Arnold, Samuel

Composer

b London 1740, d Westminster, London (Middx) 1802. A boy chorister at the Chapel Royal c1750–58, he had ambitions to be an operatic composer and wrote for the Covent Garden Theatre including an opera, to which others were added later; he was conductor at the Academy of Ancient Music and proprietor of the Marylebone Gardens concerts, precursors of ‘the Proms’. This, however, led him into financial difficulties caused by a dishonest staff member, and in 1783 he returned to the Chapel Royal as organist, harpsichordist and composer. Ten years later he became Westminster Abbey’s organist, and gained such prowess that he was offered the Oxford MusB and MusD without examination. He declined, preferring to earn his degrees, but his submissions were not after all examined in view of his musical eminence and he was given the awards anyway. In 1790 he published Cathedral Music (a 4-vol continuation of the work of Wm Boyce, (1710–79), and in 1791 with Calcott, the metrical The Psalms of David for the Use of Parish Churches.
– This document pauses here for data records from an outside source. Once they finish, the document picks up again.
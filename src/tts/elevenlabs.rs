use std::sync::Arc;

use async_trait::async_trait;
use futures::StreamExt;
use reqwest::{header, Client};
use secrecy::{ExposeSecret, SecretString};
use serde::Serialize;
use tracing::{debug, error, info, warn};

use super::interface::SpeechSynthesizer;
use super::storage::AudioStore;
use crate::config::{TTSConfig, VoiceSettings};
use crate::error::TtsError;

/// ElevenLabs text-to-speech client.
///
/// Streams the MP3 response straight into the [`AudioStore`].
pub struct ElevenLabsTTS {
    client: Client,
    base_url: String,
    api_key: Option<SecretString>,
    voice_id: String,
    model_id: String,
    output_format: String,
    voice_settings: Option<VoiceSettings>,
    store: Arc<AudioStore>,
}

#[derive(Serialize)]
struct ElevenLabsRequest<'a> {
    text: &'a str,
    model_id: &'a str,
    #[serde(skip_serializing_if = "Option::is_none")]
    voice_settings: Option<&'a VoiceSettings>,
}

impl ElevenLabsTTS {
    pub fn new(config: &TTSConfig, client: Client, store: Arc<AudioStore>) -> Self {
        info!(
            "Initialized ElevenLabsTTS: voice={}, model={}, credential={}",
            config.voice_id,
            config.model_id,
            if config.api_key.is_some() { "set" } else { "missing" }
        );
        Self {
            client,
            base_url: config.base_url.clone(),
            api_key: config.api_key.clone(),
            voice_id: config.voice_id.clone(),
            model_id: config.model_id.clone(),
            output_format: config.output_format.clone(),
            voice_settings: config.voice_settings.clone(),
            store,
        }
    }
}

#[async_trait]
impl SpeechSynthesizer for ElevenLabsTTS {
    async fn synthesize(&self, text: &str) -> Result<String, TtsError> {
        let Some(api_key) = &self.api_key else {
            warn!("ElevenLabs API key is not configured, skipping synthesis");
            return Err(TtsError::MissingApiKey);
        };

        let url = format!("{}/text-to-speech/{}", self.base_url, self.voice_id);
        let body = ElevenLabsRequest {
            text,
            model_id: &self.model_id,
            voice_settings: self.voice_settings.as_ref(),
        };

        debug!(
            "ElevenLabs TTS request: model={}, voice={}, input_len={}",
            self.model_id,
            self.voice_id,
            text.len()
        );

        let response = self
            .client
            .post(&url)
            .query(&[("output_format", self.output_format.as_str())])
            .header("xi-api-key", api_key.expose_secret())
            .header(header::ACCEPT, "audio/mpeg")
            .json(&body)
            .send()
            .await
            .map_err(|e| {
                error!("ElevenLabs request failed: {}", e);
                TtsError::Request(e.to_string())
            })?;

        let status = response.status();
        if !status.is_success() {
            let error_text = response.text().await.unwrap_or_default();
            error!("ElevenLabs API error ({}): {}", status, error_text);
            return Err(TtsError::Request(format!("HTTP {}: {}", status, error_text)));
        }

        let mut writer = self.store.reserve().await?;
        let mut stream = response.bytes_stream();

        while let Some(chunk) = stream.next().await {
            let chunk = match chunk {
                Ok(chunk) => chunk,
                Err(e) => {
                    error!("ElevenLabs audio stream interrupted: {}", e);
                    writer.abort().await;
                    return Err(TtsError::Request(format!("audio stream interrupted: {}", e)));
                }
            };
            if let Err(e) = writer.write_chunk(&chunk).await {
                error!("Failed writing audio chunk: {}", e);
                writer.abort().await;
                return Err(e.into());
            }
        }

        if writer.bytes_written() == 0 {
            writer.abort().await;
            return Err(TtsError::Request("provider returned no audio".to_string()));
        }

        let file_name = writer.finish().await?;
        info!("Synthesized speech to {}", file_name);
        Ok(AudioStore::url_for(&file_name))
    }
}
At George III’s request he edited the works of Handel in 36 vols. With hindsight, his popular anti-slavery opera Inkle and Yarico may be seen as a musical and social landmark in 1787. Though composing at great speed and calling himself a ‘musical dilettante’, in style he has been compared to Haydn; he showed skill in employing a wide variety of instruments, sometimes unusual, in his works; his inventions included new styles of pedals, stops and music stands; and he did much for the practical support of musicians in need. He never fully recovered from a fall from his own library steps in 1798. No.652.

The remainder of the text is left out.